[[ Available records open ]]
use nalgebra::{Matrix3, Vector3};

use crate::{
    datatypes::{BoundaryTensorField, Face, Mesh, ScalarField, VectorField},
    error::TawssError,
};

/// A flow closure: produces the deviatoric effective stress tensor sampled
/// at every boundary face of the mesh.
///
/// Sign convention: the returned tensor carries a leading minus, so the wall
/// traction is recovered by projecting it onto the negated outward normal.
pub trait ClosureModel {
    fn effective_stress(
        &self,
        mesh: &Mesh,
        velocity: &VectorField,
    ) -> Result<BoundaryTensorField, TawssError>;
}

/// Incompressible Newtonian wall closure. Works in kinematic units: the
/// effective viscosity is the dynamic viscosity field divided by the
/// constant transport density, so the traction calculator must scale the
/// projected stress back up by that density.
pub struct IncompressibleClosure<'a> {
    mu: &'a ScalarField,
    rho: f64,
}

impl<'a> IncompressibleClosure<'a> {
    pub fn new(mu: &'a ScalarField, rho: f64) -> IncompressibleClosure<'a> {
        IncompressibleClosure { mu, rho }
    }
}

impl ClosureModel for IncompressibleClosure<'_> {
    fn effective_stress(
        &self,
        mesh: &Mesh,
        velocity: &VectorField,
    ) -> Result<BoundaryTensorField, TawssError> {
        check_vector_layout(mesh, velocity, "velocity")?;
        check_scalar_layout(mesh, self.mu, "viscosity")?;

        let mut patches: Vec<Vec<Matrix3<f64>>> = Vec::with_capacity(mesh.patches.len());
        for (patch_idx, patch) in mesh.patches.iter().enumerate() {
            let mut tensors: Vec<Matrix3<f64>> = Vec::with_capacity(patch.faces.len());
            for (face_idx, face) in patch.faces.iter().enumerate() {
                let gradient =
                    wall_velocity_gradient(face, velocity, patch_idx, face_idx, &patch.name)?;
                let nu_eff = self.mu.boundary[patch_idx][face_idx] / self.rho;

                tensors.push(-nu_eff * dev_two_symm(&gradient));
            }
            patches.push(tensors);
        }

        Ok(BoundaryTensorField { patches })
    }
}

/// Compressible Newtonian wall closure. Works in dynamic units: the local
/// density field scales the reference kinematic viscosity, so density is
/// already embedded in the returned tensor.
pub struct CompressibleClosure<'a> {
    rho: &'a ScalarField,
    nu_ref: f64,
}

impl<'a> CompressibleClosure<'a> {
    pub fn new(rho: &'a ScalarField, nu_ref: f64) -> CompressibleClosure<'a> {
        CompressibleClosure { rho, nu_ref }
    }
}

impl ClosureModel for CompressibleClosure<'_> {
    fn effective_stress(
        &self,
        mesh: &Mesh,
        velocity: &VectorField,
    ) -> Result<BoundaryTensorField, TawssError> {
        check_vector_layout(mesh, velocity, "velocity")?;
        check_scalar_layout(mesh, self.rho, "density")?;

        let mut patches: Vec<Vec<Matrix3<f64>>> = Vec::with_capacity(mesh.patches.len());
        for (patch_idx, patch) in mesh.patches.iter().enumerate() {
            let mut tensors: Vec<Matrix3<f64>> = Vec::with_capacity(patch.faces.len());
            for (face_idx, face) in patch.faces.iter().enumerate() {
                let gradient =
                    wall_velocity_gradient(face, velocity, patch_idx, face_idx, &patch.name)?;
                let mu_eff = self.rho.boundary[patch_idx][face_idx] * self.nu_ref;

                tensors.push(-mu_eff * dev_two_symm(&gradient));
            }
            patches.push(tensors);
        }

        Ok(BoundaryTensorField { patches })
    }
}

/// Approximates the wall velocity gradient from the adjacent-cell velocity,
/// the face boundary value, and the stored wall-normal distance. Only the
/// wall-normal derivative survives this approximation.
fn wall_velocity_gradient(
    face: &Face,
    velocity: &VectorField,
    patch_idx: usize,
    face_idx: usize,
    patch_name: &str,
) -> Result<Matrix3<f64>, TawssError> {
    if face.area_mag == 0.0 {
        return Err(TawssError::Geometry(format!(
            "Zero-area face {} on patch {}",
            face_idx, patch_name
        )));
    }
    if face.distance <= 0.0 {
        return Err(TawssError::Geometry(format!(
            "Non-positive wall distance on face {} of patch {}",
            face_idx, patch_name
        )));
    }
    if face.cell >= velocity.internal.len() {
        return Err(TawssError::Case(format!(
            "Face {} on patch {} references cell {} outside the velocity field",
            face_idx, patch_name, face.cell
        )));
    }

    let normal = face.area / face.area_mag;
    let u_wall = velocity.boundary[patch_idx][face_idx];
    let u_cell = velocity.internal[face.cell];
    let du: Vector3<f64> = (u_wall - u_cell) / face.distance;

    Ok(du * normal.transpose())
}

/// Deviatoric part of twice the symmetric part of a gradient tensor
fn dev_two_symm(gradient: &Matrix3<f64>) -> Matrix3<f64> {
    let two_symm = gradient + gradient.transpose();
    two_symm - Matrix3::identity() * (two_symm.trace() / 3.0)
}

fn check_vector_layout(mesh: &Mesh, field: &VectorField, name: &str) -> Result<(), TawssError> {
    let matches = field.boundary.len() == mesh.patches.len()
        && std::iter::zip(&field.boundary, &mesh.patches).all(|(b, p)| b.len() == p.faces.len());

    if !matches {
        return Err(TawssError::Case(format!(
            "The {} field does not match the mesh boundary layout",
            name
        )));
    }

    Ok(())
}

fn check_scalar_layout(mesh: &Mesh, field: &ScalarField, name: &str) -> Result<(), TawssError> {
    let matches = field.boundary.len() == mesh.patches.len()
        && std::iter::zip(&field.boundary, &mesh.patches).all(|(b, p)| b.len() == p.faces.len());

    if !matches {
        return Err(TawssError::Case(format!(
            "The {} field does not match the mesh boundary layout",
            name
        )));
    }

    Ok(())
}

#[cfg(test)]
mod tests {
    use super::*;
    use crate::datatypes::BoundaryPatch;

    /// One wall face below a single cell, flow in +x, outward normal -y
    fn floor_mesh(distance: f64) -> Mesh {
        Mesh {
            cells: 1,
            patches: vec![BoundaryPatch {
                name: "floor".to_owned(),
                faces: vec![Face {
                    area: Vector3::new(0.0, -2.0, 0.0),
                    area_mag: 2.0,
                    cell: 0,
                    distance,
                }],
            }],
        }
    }

    fn shear_velocity(u: f64) -> VectorField {
        VectorField {
            internal: vec![Vector3::new(u, 0.0, 0.0)],
            boundary: vec![vec![Vector3::zeros()]],
        }
    }

    #[test]
    fn wall_gradient_recovers_normal_shear() {
        let mesh = floor_mesh(0.1);
        let velocity = shear_velocity(1.0);

        let gradient =
            wall_velocity_gradient(&mesh.patches[0].faces[0], &velocity, 0, 0, "floor").unwrap();

        // dUx/dy = u / d = 10
        assert!((gradient[(0, 1)] - 10.0).abs() < 1.0e-12);
        assert!(gradient[(0, 0)].abs() < 1.0e-12);
        assert!(gradient[(1, 1)].abs() < 1.0e-12);
    }

    #[test]
    fn incompressible_stress_is_kinematic_shear() {
        let mesh = floor_mesh(0.1);
        let velocity = shear_velocity(1.0);
        let mu = ScalarField {
            internal: vec![0.1],
            boundary: vec![vec![0.1]],
        };

        let closure = IncompressibleClosure::new(&mu, 1000.0);
        let stress = closure.effective_stress(&mesh, &velocity).unwrap();

        // -nu * dUx/dy = -(0.1 / 1000) * 10
        let expected = -1.0e-3;
        assert!((stress.patches[0][0][(0, 1)] - expected).abs() < 1.0e-15);
        assert!((stress.patches[0][0][(1, 0)] - expected).abs() < 1.0e-15);
        assert!(stress.patches[0][0].trace().abs() < 1.0e-15);
    }

    #[test]
    fn compressible_stress_embeds_density() {
        let mesh = floor_mesh(0.1);
        let velocity = shear_velocity(1.0);
        let rho = ScalarField {
            internal: vec![1.2],
            boundary: vec![vec![1.2]],
        };

        let closure = CompressibleClosure::new(&rho, 1.5e-5);
        let stress = closure.effective_stress(&mesh, &velocity).unwrap();

        // -rho * nu_ref * dUx/dy
        let expected = -1.2 * 1.5e-5 * 10.0;
        assert!((stress.patches[0][0][(0, 1)] - expected).abs() < 1.0e-18);
    }

    #[test]
    fn zero_wall_distance_is_fatal() {
        let mesh = floor_mesh(0.0);
        let velocity = shear_velocity(1.0);
        let mu = ScalarField {
            internal: vec![0.1],
            boundary: vec![vec![0.1]],
        };

        let closure = IncompressibleClosure::new(&mu, 1000.0);
        assert!(closure.effective_stress(&mesh, &velocity).is_err());
    }

    #[test]
    fn mismatched_field_layout_is_fatal() {
        let mesh = floor_mesh(0.1);
        let velocity = VectorField {
            internal: vec![Vector3::zeros()],
            boundary: vec![],
        };
        let mu = ScalarField {
            internal: vec![0.1],
            boundary: vec![vec![0.1]],
        };

        let closure = IncompressibleClosure::new(&mu, 1000.0);
        assert!(closure.effective_stress(&mesh, &velocity).is_err());
    }
}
[[ Available records closed ]]
◆ Work order
Look over the records above and filter for each line with the word "expected".

◆ Written answer
        let expected = -1.0e-3;
        assert!((stress.patches[0][0][(0, 1)] - expected).abs() < 1.0e-15);
        assert!((stress.patches[0][0][(1, 0)] - expected).abs() < 1.0e-15);
        let expected = -1.2 * 1.5e-5 * 10.0;
        assert!((stress.patches[0][0][(0, 1)] - expected).abs() < 1.0e-18);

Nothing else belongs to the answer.